1. Unit 5: Plate Tectonics
Part 2: Tectonic Plates

2. Motion of Earth’s Surface
Faults are breaks in rock along which the rock can slide.
Evidence at the locations of faults show that segments of Earth’s surface shift over time.
To investigate the motion of the lithosphere on a global scale, scientists use Global Positioning Systems (GPS) to make measurements.
The map below shows the motion of the lithosphere as velocity vectors-arrows that show speed and direction.
The longer the arrow, the faster the lithosphere is moving.

3. Patterns in Earthquakes and Volcanoes
An earthquake occurs when energy is released as masses of rock break or move.
Scientists measure the shaking to determine the precise location of an earthquake’s epicenter-the point on Earth’s surface above the earthquake’s starting point, or focus.
Earthquakes are measured on the Richter Scale, which assigns earthquakes a magnitude. This is a measure of the earthquake’s intensity.

5. The Richter Scale

7. Finding Earthquake Epicenters
Scientists use a technique called triangulation to determine the epicenter of an earthquake.
They use data from three different seismogram stations, difference in arrival time between P-waves and S-waves. This is then converted to a distance using a standard chart.
Using a scale factor, the distance is scaled down to fit on a map. A compass is then used to show all possible locations from that seismogram station that the earthquake could have occurred at.
This is done two additional times. The intersection of all three circles represents the epicenter.

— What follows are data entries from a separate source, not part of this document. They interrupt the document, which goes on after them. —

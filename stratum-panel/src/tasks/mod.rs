//! Async task loops
//!
//! Each loop runs for the life of the daemon and talks to the others only
//! through the channels in `crate::channels` and the shared panel state.

pub mod buttons;
pub mod controller;
pub mod print;

pub use buttons::buttons_task;
pub use controller::controller_task;
pub use print::print_task;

9. Earthquake Distribution
The distribution of earthquakes and volcanoes on Earth’s surface helps scientists analyze the movement of Earth’s surface.
A map of epicenters reveals they are not distributed evenly or randomly over earth’s surface. There are patterns.

10. Volcanic Activity
Volcanic eruptions occur when magma-a mixture of liquid rock, solid crystals, and gas- moves up from the mantle and crust and out onto the surface.
A map of volcanic activity shows that, like earthquakes, volcanoes do not occur randomly or evenly across Earth’s surface.

11. What’s the Trend?
In most places where earthquakes are common, there are volcanoes nearby, and vice-versa.
Volcanoes and earthquakes are sometimes linked, but are often independent events.
When a volcano erupts, the rising magma can trigger earthquake events.
At volcanic centers around the world, earthquakes may trigger volcanic eruptions.
Cracks can form that may act as pipelines for magma to rise as the crust moves due to a major earthquake.

12. What does this Mean?
The map below shows that patterns between volcanic and earthquake activity are nearly identical.

13. What does this Mean?
GPS measurements show that large areas of Earth’s solid surface are moving.
Earthquakes and volcanoes are common at locations where pieces of Earth’s solid surfaces move toward or away from each other-along two rigid regions that are moving at different speeds or directions.
Mountains and valleys can occur at the edges of different plates of lithosphere.
These types of landforms can form in a variety of locations on Earth.
Measurements and data gathered have generated the tectonic plate model of Earth’s surface.
In this model, Earth’s outer layer, its lithosphere, is divided into distinct pieces called tectonic plates.

14. Tectonic Plates
Tectonic plates are large pieces of Earth’s lithosphere that move about on Earth’s asthenosphere below.
In general, all points on a particular plate move together.

15. Tectonic Plates
A map of tectonic plates-like the one above-is a model, or simplification of what is actually happening.
It is based on our current understanding of the motion of a solid surface on a large scale.
It does not show how sharp the boundaries are, or the details of the motion of the plates at the boundaries.
These models are revised as new information is obtained.

17. Earth’s Lithospheric Plates
Scientists examine the composition of earth’s plates to observe whether the composition is consistent throughout.
They examine the layers of rock at different plate locations.
They study the sequences of rock that are exposed at Earth’s surface, rock found underground in mines, and land and seafloor rock core samples to gather evidence about the composition and structure of plates.
Gravitational, seismic, and magnetic data also contribute to the picture.

18. Earth’s Lithospheric Plates

19. Earth’s Lithospheric Plates
There are two types of crust: continental and oceanic.
Continental crust is thicker and made of a much wider variety of rock types than oceanic crust.
Crust may not be classified by whether or not it is underwater.
There is a type of crust called ‘transitional crust’, which has characteristics of both oceanic and continental crust.

20. Characteristics of Earth’s Plates
The diagram above provides an overview of the composition and structure of the lithosphere.
Ocean crust is much thinner than continental crust.
Both types of crust float above the asthenosphere.
Because the oceanic crust is denser, it sinks deeper than continental lithosphere.
Oceans are found above oceanic crust, because oceanic crust has a lower elevation than most continental crust, and gravity pulls water into lower areas.

21. Earth’s Lithospheric Plates
The transition between where continental crust and oceanic crust begins is called the continental margin, which includes the continental shelf and nearby sediment.
This transition can vary depending on the area.